> **Material provided**
//! Shared output layer for pretty/text/JSON parity across all CLI commands.
//!
//! Every command handler receives an [`OutputMode`] and formats its output
//! accordingly: pretty output for humans, compact text for pipes, or stable JSON.
//!
//! # Output mode resolution
//!
//! Precedence (highest wins):
//! 1. `--format` / `--json` flag
//! 2. `FORMAT` env var, then the user config `output` key
//! 3. Default: [`OutputMode::Pretty`] if stdout is a TTY; [`OutputMode::Text`] if piped.

use chrono::{DateTime, SecondsFormat, Utc};
use clap::ValueEnum;
use leadlog_core::LeadError;
use serde::Serialize;
use std::io::{self, Write};

/// Shared width for human pretty separators.
pub const PRETTY_RULE_WIDTH: usize = 72;

/// Write a horizontal separator used by pretty human output.
pub fn pretty_rule(w: &mut dyn Write) -> io::Result<()> {
    writeln!(w, "{:-<width$}", "", width = PRETTY_RULE_WIDTH)
}

/// Write a section heading followed by a separator.
pub fn pretty_section(w: &mut dyn Write, heading: &str) -> io::Result<()> {
    writeln!(w, "{heading}")?;
    pretty_rule(w)
}

/// Render a left-aligned key/value line in human output.
pub fn pretty_kv(w: &mut dyn Write, key: &str, value: impl AsRef<str>) -> io::Result<()> {
    writeln!(w, "{:<14} {}", format!("{key}:"), value.as_ref())
}

/// Timestamp as shown in human output.
pub fn stamp(ts: DateTime<Utc>) -> String {
    ts.to_rfc3339_opts(SecondsFormat::Secs, true)
}

/// The three output modes supported by the CLI.
#[derive(Debug, Clone, Copy, PartialEq, Eq, ValueEnum)]
pub enum OutputMode {
    /// Human-optimized output (sections, aligned fields).
    Pretty,
    /// Tab-separated rows for pipes and scripts.
    Text,
    /// Machine-readable JSON.
    Json,
}

impl OutputMode {
    /// Map a normalized mode name (`pretty|text|json`) to a mode.
    pub fn from_resolved(name: &str) -> Self {
        match name {
            "json" => Self::Json,
            "text" => Self::Text,
            _ => Self::Pretty,
        }
    }
}

/// Render a serializable value with explicit pretty/text renderers.
pub fn render_mode<T: Serialize>(
    mode: OutputMode,
    value: &T,
    text_fn: impl FnOnce(&T, &mut dyn Write) -> io::Result<()>,
    pretty_fn: impl FnOnce(&T, &mut dyn Write) -> io::Result<()>,
) -> anyhow::Result<()> {
    let stdout = io::stdout();
    let mut out = stdout.lock();
    match mode {
        OutputMode::Json => {
            serde_json::to_writer_pretty(&mut out, value)?;
            writeln!(out)?;
        }
        OutputMode::Text => text_fn(value, &mut out)?,
        OutputMode::Pretty => pretty_fn(value, &mut out)?,
    }
    Ok(())
}

/// Render a serializable value to stdout in the requested format.
///
/// In JSON mode, the value is serialized with `serde_json`. In pretty/text mode,
/// the provided `human_fn` closure is called to produce text output.
pub fn render<T: Serialize>(
    mode: OutputMode,
    value: &T,
    human_fn: impl FnOnce(&T, &mut dyn Write) -> io::Result<()>,
) -> anyhow::Result<()> {
    let stdout = io::stdout();
    let mut out = stdout.lock();
    match mode {
        OutputMode::Json => {
            serde_json::to_writer_pretty(&mut out, value)?;
            writeln!(out)?;
        }
        OutputMode::Pretty | OutputMode::Text => {
            human_fn(value, &mut out)?;
        }
    }
    Ok(())
}

/// A structured error with optional suggestion and error code.
#[derive(Debug, Serialize)]
pub struct CliError {
    /// Human-readable error message.
    pub message: String,
    /// Optional suggestion for how to fix the error.
    #[serde(skip_serializing_if = "Option::is_none")]
    pub suggestion: Option<String>,
    /// Machine-readable error code (e.g. "E2001", "missing_actor").
    #[serde(skip_serializing_if = "Option::is_none")]
    pub error_code: Option<String>,
}

impl CliError {
    /// Create a simple error with just a message.
    pub fn new(message: impl Into<String>) -> Self {
        Self {
            message: message.into(),
            suggestion: None,
            error_code: None,
        }
    }

    /// Create an error with a suggestion and error code.
    pub fn with_details(
        message: impl Into<String>,
        suggestion: impl Into<String>,
        error_code: impl Into<String>,
    ) -> Self {
        Self {
            message: message.into(),
            suggestion: Some(suggestion.into()),
            error_code: Some(error_code.into()),
        }
    }

    /// Classify an error bubbling out of a command handler.
    pub fn from_anyhow(err: &anyhow::Error) -> Self {
        if let Some(cli) = err.downcast_ref::<CliFailure>() {
            return Self {
                message: cli.message.clone(),
                suggestion: cli.suggestion.map(str::to_string),
                error_code: Some(cli.code.to_string()),
            };
        }
        err.chain()
            .find_map(|cause| cause.downcast_ref::<LeadError>())
            .map_or_else(|| Self::new(format!("{err:#}")), Self::from)
    }
}

impl From<&LeadError> for CliError {
    fn from(err: &LeadError) -> Self {
        let code = err.code();
        Self {
            message: err.to_string(),
            suggestion: code.hint().map(str::to_string),
            error_code: Some(code.code().to_string()),
        }
    }
}

/// CLI-level failure that is not a library error (missing project, missing actor).
#[derive(Debug, Clone, PartialEq, Eq)]
pub struct CliFailure {
    pub message: String,
    pub suggestion: Option<&'static str>,
    pub code: &'static str,
}

impl std::fmt::Display for CliFailure {
    fn fmt(&self, f: &mut std::fmt::Formatter<'_>) -> std::fmt::Result {
        write!(f, "{}", self.message)
    }
}

impl std::error::Error for CliFailure {}

/// Render an error to stderr in the requested format.
pub fn render_error(mode: OutputMode, error: &CliError) -> anyhow::Result<()> {
    let stderr = io::stderr();
    let mut out = stderr.lock();
    match mode {
        OutputMode::Json => {
            let wrapper = serde_json::json!({
                "error": error,
            });
            serde_json::to_writer_pretty(&mut out, &wrapper)?;
            writeln!(out)?;
        }
        OutputMode::Pretty | OutputMode::Text => {
            match error.error_code {
                Some(ref code) => writeln!(out, "error[{code}]: {}", error.message)?,
                None => writeln!(out, "error: {}", error.message)?,
            }
            if let Some(ref suggestion) = error.suggestion {
                writeln!(out, "  suggestion: {suggestion}")?;
            }
        }
    }
    Ok(())
}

> **Work item**
What should be returned is the run of lines from the first line of the material through the line containing "pub fn pretty_kv(w: &mut", exact and inclusive, and nothing else.

> **Response area**
//! Shared output layer for pretty/text/JSON parity across all CLI commands.
//!
//! Every command handler receives an [`OutputMode`] and formats its output
//! accordingly: pretty output for humans, compact text for pipes, or stable JSON.
//!
//! # Output mode resolution
//!
//! Precedence (highest wins):
//! 1. `--format` / `--json` flag
//! 2. `FORMAT` env var, then the user config `output` key
//! 3. Default: [`OutputMode::Pretty`] if stdout is a TTY; [`OutputMode::Text`] if piped.

use chrono::{DateTime, SecondsFormat, Utc};
use clap::ValueEnum;
use leadlog_core::LeadError;
use serde::Serialize;
use std::io::{self, Write};

/// Shared width for human pretty separators.
pub const PRETTY_RULE_WIDTH: usize = 72;

/// Write a horizontal separator used by pretty human output.
pub fn pretty_rule(w: &mut dyn Write) -> io::Result<()> {
    writeln!(w, "{:-<width$}", "", width = PRETTY_RULE_WIDTH)
}

/// Write a section heading followed by a separator.
pub fn pretty_section(w: &mut dyn Write, heading: &str) -> io::Result<()> {
    writeln!(w, "{heading}")?;
    pretty_rule(w)
}

/// Render a left-aligned key/value line in human output.
pub fn pretty_kv(w: &mut dyn Write, key: &str, value: impl AsRef<str>) -> io::Result<()> {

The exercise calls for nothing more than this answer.